■ Work to be completed:
Lines containing the word "counts" are the ones to copy from the records below.
◇ ◇ ◇ ◇ ◇ ◇ ◇
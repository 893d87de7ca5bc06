//! Backup side.

use async_trait::async_trait;
use bridge_traits::Clock;
use chrono::{DateTime, Duration as ChronoDuration, Utc};
use core_api::{
    JobSpec, JobVolume, MoverStatus, ReplicationSource, ReplicationSourceSpec,
    ResticRetainPolicy, ResticSourceSpec, ResticStatus,
};
use core_mover::{
    data_mount, DataVolume, JobProgress, Mover, MoverContext, MoverJob, MoverResult, Result,
};
use core_provision::Role;
use std::collections::BTreeMap;
use std::sync::Arc;
use std::time::Duration;
use tracing::{debug, info, instrument};

use crate::{CACHE_DIR, DEFAULT_PRUNE_INTERVAL_DAYS, MOVER_NAME, REPOSITORY_MOUNT_PATH};

const PRUNE_ENV: &str = "PRUNE";

/// Render a retain policy as `restic forget` flags.
pub fn forget_options(policy: &ResticRetainPolicy) -> String {
    let counts = [
        ("--keep-hourly", policy.hourly),
        ("--keep-daily", policy.daily),
        ("--keep-weekly", policy.weekly),
        ("--keep-monthly", policy.monthly),
        ("--keep-yearly", policy.yearly),
    ];

    let mut options: Vec<String> = counts
        .iter()
        .filter_map(|(flag, count)| count.map(|c| format!("{} {}", flag, c)))
        .collect();
    if let Some(within) = policy.within.as_ref().filter(|w| !w.is_empty()) {
        options.push(format!("--keep-within {}", within));
    }
    options.join(" ")
}

pub struct ResticSourceMover {
    job: MoverJob<ReplicationSourceSpec>,
    clock: Arc<dyn Clock>,
    data: DataVolume,
    repository: String,
    spec: ResticSourceSpec,
    last_pruned: Option<DateTime<Utc>>,
    image: String,
    backoff_limit: u32,
    poll_interval: Duration,
}

impl ResticSourceMover {
    pub fn new(
        ctx: &MoverContext,
        source: &ReplicationSource,
        data: DataVolume,
        repository: String,
        spec: ResticSourceSpec,
    ) -> Self {
        Self {
            job: MoverJob::new(ctx, source, MOVER_NAME, Role::Source),
            clock: ctx.clock.clone(),
            data,
            repository,
            spec,
            last_pruned: source.status.restic.as_ref().and_then(|r| r.last_pruned),
            image: ctx.images.restic.clone(),
            backoff_limit: ctx.job_backoff_limit,
            poll_interval: ctx.poll_interval,
        }
    }

    fn prune_due(&self, now: DateTime<Utc>) -> bool {
        let days = self
            .spec
            .prune_interval_days
            .unwrap_or(DEFAULT_PRUNE_INTERVAL_DAYS);
        match self.last_pruned {
            None => true,
            Some(last) => now - last >= ChronoDuration::days(i64::from(days)),
        }
    }

    fn job_spec(&self, service_account: String, prune: bool) -> JobSpec {
        let mut env = BTreeMap::from([
            ("DIRECTION".to_string(), "source".to_string()),
            ("RESTIC_CACHE_DIR".to_string(), CACHE_DIR.to_string()),
            (PRUNE_ENV.to_string(), prune.to_string()),
        ]);
        if let Some(policy) = &self.spec.retain {
            env.insert("FORGET_OPTIONS".to_string(), forget_options(policy));
        }

        JobSpec {
            image: self.image.clone(),
            command: vec!["/mover-restic/entry.sh".to_string()],
            env,
            volumes: vec![
                data_mount(&self.data),
                JobVolume::secret("repository", &self.repository, REPOSITORY_MOUNT_PATH),
            ],
            service_account_name: service_account,
            backoff_limit: self.backoff_limit,
            parallelism: 1,
        }
    }
}

#[async_trait]
impl Mover for ResticSourceMover {
    fn name(&self) -> &str {
        MOVER_NAME
    }

    #[instrument(skip(self), fields(job = %self.job.name()))]
    async fn synchronize(&self) -> Result<MoverResult> {
        // The prune decision is fixed when the job is created.
        let prune = match self.job.existing().await? {
            Some(job) => job.spec.env.get(PRUNE_ENV).map_or(false, |v| v == "true"),
            None => self.prune_due(self.clock.now()),
        };

        let service_account = self.job.ensure_service_account().await?;
        debug!(prune, "Running restic backup");

        match self.job.run(self.job_spec(service_account, prune)).await? {
            JobProgress::Running => Ok(MoverResult::in_progress(self.poll_interval)),
            JobProgress::Succeeded if prune => {
                let now = self.clock.now();
                info!(pruned_at = %now, "Repository pruned");
                Ok(MoverResult::completed().with_status(MoverStatus {
                    rsync: None,
                    restic: Some(ResticStatus {
                        last_pruned: Some(now),
                    }),
                }))
            }
            JobProgress::Succeeded => Ok(MoverResult::completed()),
        }
    }

    async fn cleanup(&self) -> Result<()> {
        self.job.remove().await
    }
}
◇ ◇ ◇ ◇ ◇ ◇ ◇
■ Completed exercise:
    let counts = [
    let mut options: Vec<String> = counts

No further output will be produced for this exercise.